- **Problem**
Work through the data below and copy out every line where "Sync" is found.

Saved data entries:
****************

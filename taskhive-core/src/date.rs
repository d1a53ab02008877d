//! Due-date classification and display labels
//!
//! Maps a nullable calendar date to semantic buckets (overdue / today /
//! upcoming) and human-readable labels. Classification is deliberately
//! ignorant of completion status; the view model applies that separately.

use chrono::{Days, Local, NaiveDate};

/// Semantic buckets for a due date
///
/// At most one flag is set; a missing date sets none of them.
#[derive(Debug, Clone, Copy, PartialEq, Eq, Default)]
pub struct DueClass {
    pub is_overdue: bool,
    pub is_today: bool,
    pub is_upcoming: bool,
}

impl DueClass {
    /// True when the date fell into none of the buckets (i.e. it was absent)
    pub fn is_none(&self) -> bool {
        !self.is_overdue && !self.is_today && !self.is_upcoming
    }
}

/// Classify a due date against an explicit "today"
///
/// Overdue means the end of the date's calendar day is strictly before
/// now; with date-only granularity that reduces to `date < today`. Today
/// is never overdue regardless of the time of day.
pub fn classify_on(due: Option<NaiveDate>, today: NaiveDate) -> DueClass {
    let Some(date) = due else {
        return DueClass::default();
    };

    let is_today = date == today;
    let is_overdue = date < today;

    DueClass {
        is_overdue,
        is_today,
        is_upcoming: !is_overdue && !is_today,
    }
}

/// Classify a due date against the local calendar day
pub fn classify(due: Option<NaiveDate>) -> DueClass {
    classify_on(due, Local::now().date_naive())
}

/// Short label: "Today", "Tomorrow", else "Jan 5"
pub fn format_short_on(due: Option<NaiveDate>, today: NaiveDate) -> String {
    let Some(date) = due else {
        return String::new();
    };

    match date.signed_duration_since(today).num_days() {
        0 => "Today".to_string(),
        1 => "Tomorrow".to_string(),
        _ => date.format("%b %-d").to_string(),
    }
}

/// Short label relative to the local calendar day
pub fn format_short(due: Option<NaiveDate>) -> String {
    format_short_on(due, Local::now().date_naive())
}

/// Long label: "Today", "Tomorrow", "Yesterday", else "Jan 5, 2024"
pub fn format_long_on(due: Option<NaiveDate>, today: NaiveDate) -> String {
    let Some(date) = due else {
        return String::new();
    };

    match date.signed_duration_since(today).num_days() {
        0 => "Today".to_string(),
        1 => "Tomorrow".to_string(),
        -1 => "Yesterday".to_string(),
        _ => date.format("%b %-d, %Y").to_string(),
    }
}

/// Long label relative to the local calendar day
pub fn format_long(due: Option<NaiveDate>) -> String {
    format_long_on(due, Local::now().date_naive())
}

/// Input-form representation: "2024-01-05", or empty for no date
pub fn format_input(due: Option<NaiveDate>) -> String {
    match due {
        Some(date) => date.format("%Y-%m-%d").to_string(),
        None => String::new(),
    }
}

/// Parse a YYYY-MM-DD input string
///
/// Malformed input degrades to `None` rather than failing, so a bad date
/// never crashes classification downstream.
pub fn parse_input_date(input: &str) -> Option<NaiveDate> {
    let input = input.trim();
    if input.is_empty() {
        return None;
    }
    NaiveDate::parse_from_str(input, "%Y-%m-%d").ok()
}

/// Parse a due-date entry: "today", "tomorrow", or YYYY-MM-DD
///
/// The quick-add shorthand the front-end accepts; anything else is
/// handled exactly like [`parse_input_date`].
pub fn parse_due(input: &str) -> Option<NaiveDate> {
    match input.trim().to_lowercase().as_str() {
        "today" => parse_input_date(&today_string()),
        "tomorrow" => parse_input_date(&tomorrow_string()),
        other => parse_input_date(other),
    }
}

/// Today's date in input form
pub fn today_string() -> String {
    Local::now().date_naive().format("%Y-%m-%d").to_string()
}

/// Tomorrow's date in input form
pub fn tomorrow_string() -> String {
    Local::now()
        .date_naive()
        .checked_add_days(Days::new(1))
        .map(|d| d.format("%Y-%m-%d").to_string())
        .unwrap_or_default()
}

****************

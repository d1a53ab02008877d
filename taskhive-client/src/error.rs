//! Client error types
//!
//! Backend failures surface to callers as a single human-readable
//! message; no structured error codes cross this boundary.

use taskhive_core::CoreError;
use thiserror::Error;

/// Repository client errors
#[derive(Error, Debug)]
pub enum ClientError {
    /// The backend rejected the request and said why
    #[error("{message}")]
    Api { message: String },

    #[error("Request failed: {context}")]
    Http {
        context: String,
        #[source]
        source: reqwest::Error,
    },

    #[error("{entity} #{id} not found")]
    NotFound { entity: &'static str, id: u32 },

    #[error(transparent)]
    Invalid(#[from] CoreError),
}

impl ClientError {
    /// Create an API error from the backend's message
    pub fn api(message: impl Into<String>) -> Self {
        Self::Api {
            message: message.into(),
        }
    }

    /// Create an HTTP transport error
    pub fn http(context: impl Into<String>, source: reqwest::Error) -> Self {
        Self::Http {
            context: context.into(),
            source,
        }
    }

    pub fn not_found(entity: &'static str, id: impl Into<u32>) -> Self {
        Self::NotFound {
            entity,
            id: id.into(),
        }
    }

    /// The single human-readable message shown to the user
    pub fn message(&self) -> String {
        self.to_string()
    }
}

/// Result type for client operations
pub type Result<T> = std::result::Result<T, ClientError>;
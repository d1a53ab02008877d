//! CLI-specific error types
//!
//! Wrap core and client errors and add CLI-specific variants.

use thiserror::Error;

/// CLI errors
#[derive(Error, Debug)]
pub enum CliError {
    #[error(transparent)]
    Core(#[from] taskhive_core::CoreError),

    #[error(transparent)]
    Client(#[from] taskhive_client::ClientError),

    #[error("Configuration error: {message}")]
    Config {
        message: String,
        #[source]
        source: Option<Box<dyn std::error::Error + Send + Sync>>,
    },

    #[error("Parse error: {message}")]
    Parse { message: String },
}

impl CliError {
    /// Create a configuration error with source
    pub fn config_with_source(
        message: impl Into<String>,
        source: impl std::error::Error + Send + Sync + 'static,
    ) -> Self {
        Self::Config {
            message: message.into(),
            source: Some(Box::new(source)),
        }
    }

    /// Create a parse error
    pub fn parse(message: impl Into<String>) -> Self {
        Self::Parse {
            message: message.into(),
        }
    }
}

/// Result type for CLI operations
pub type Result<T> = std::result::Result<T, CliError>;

****************

- **Written answer**
        source: Option<Box<dyn std::error::Error + Send + Sync>>,
        source: impl std::error::Error + Send + Sync + 'static,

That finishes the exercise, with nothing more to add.